Copy out each line of the data below in which the string "connection" appears.

-------- Available records

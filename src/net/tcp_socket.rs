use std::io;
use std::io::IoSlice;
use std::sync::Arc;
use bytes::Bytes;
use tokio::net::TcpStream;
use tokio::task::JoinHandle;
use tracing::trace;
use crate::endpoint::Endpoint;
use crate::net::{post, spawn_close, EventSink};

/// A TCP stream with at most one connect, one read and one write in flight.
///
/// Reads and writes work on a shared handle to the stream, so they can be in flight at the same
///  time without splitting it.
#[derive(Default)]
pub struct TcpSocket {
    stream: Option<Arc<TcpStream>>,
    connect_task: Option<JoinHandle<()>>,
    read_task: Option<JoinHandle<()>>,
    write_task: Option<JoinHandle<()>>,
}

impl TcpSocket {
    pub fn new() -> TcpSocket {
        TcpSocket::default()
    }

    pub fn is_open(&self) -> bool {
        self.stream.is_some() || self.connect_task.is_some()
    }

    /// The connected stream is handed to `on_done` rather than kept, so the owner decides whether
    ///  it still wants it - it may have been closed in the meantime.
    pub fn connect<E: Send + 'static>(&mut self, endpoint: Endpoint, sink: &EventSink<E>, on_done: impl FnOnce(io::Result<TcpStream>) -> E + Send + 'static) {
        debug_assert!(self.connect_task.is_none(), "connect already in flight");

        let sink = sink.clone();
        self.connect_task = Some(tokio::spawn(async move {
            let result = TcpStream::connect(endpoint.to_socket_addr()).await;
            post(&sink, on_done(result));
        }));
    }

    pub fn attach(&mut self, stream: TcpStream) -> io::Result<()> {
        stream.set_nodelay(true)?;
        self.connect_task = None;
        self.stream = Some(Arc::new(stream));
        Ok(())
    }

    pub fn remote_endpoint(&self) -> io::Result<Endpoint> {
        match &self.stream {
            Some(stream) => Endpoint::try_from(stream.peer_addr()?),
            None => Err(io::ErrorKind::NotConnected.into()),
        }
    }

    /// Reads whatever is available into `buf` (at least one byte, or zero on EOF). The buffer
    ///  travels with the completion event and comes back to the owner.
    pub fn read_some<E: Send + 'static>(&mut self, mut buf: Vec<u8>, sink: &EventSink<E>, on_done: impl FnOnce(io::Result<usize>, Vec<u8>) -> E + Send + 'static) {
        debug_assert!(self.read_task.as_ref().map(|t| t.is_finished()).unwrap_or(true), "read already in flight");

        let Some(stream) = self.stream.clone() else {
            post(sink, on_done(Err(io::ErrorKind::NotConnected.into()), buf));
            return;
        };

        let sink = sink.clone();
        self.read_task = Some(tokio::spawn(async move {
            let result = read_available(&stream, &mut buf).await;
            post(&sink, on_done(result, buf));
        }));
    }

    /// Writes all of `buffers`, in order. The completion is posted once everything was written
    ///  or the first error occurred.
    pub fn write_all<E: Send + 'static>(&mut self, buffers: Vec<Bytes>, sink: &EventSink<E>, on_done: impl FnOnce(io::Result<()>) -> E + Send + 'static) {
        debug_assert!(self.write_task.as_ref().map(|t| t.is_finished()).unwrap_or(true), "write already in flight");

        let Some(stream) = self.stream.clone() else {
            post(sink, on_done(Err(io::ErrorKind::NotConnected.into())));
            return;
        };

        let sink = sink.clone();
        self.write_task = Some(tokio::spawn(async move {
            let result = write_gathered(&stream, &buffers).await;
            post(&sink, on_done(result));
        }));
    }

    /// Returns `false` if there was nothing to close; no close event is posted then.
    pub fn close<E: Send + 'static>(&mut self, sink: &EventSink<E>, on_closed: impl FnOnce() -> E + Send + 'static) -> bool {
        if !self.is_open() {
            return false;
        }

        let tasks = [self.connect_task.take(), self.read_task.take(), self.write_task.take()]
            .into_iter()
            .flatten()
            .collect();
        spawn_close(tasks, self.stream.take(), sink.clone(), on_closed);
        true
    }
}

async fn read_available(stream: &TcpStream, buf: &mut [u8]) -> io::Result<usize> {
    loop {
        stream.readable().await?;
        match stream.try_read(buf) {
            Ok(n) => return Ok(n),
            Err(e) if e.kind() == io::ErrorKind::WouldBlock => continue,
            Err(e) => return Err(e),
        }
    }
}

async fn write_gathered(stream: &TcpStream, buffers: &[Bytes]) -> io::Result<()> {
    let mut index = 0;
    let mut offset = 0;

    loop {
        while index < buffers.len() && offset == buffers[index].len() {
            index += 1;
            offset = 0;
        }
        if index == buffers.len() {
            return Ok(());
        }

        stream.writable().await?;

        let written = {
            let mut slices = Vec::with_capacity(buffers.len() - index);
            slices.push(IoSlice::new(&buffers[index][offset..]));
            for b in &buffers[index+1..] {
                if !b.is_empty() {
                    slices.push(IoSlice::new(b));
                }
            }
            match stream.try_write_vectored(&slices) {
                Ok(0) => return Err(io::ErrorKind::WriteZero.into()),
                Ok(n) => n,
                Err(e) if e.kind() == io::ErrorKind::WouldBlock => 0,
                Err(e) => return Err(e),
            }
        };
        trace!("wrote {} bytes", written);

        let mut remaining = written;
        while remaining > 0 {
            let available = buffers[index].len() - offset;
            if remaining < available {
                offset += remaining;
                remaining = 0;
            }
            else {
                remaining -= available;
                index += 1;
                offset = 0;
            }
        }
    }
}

----------------
-------- Available records

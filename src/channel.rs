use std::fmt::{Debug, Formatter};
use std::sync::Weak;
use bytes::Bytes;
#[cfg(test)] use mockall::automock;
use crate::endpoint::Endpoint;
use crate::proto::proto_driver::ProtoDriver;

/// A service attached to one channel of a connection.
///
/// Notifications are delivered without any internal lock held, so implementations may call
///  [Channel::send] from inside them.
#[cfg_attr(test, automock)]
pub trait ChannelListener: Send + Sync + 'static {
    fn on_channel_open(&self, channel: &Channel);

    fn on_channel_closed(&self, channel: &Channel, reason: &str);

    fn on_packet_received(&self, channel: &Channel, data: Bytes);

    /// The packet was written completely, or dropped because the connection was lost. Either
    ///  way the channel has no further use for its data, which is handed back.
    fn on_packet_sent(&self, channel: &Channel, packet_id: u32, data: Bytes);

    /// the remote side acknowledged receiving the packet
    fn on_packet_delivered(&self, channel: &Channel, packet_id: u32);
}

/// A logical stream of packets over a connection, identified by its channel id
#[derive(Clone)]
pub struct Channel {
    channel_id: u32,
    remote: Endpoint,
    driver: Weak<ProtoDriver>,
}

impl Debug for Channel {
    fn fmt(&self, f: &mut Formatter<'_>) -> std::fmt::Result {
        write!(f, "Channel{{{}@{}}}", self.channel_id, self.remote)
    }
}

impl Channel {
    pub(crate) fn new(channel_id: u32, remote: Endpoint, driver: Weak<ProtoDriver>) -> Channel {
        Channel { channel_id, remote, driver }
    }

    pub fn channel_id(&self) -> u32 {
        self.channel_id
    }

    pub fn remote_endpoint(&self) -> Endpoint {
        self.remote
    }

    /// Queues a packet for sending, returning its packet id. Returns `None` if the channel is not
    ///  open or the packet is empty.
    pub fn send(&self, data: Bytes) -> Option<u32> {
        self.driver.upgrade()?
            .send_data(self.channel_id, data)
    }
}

----------------

#### Exercise result
/// A service attached to one channel of a connection.
    /// The packet was written completely, or dropped because the connection was lost. Either
/// A logical stream of packets over a connection, identified by its channel id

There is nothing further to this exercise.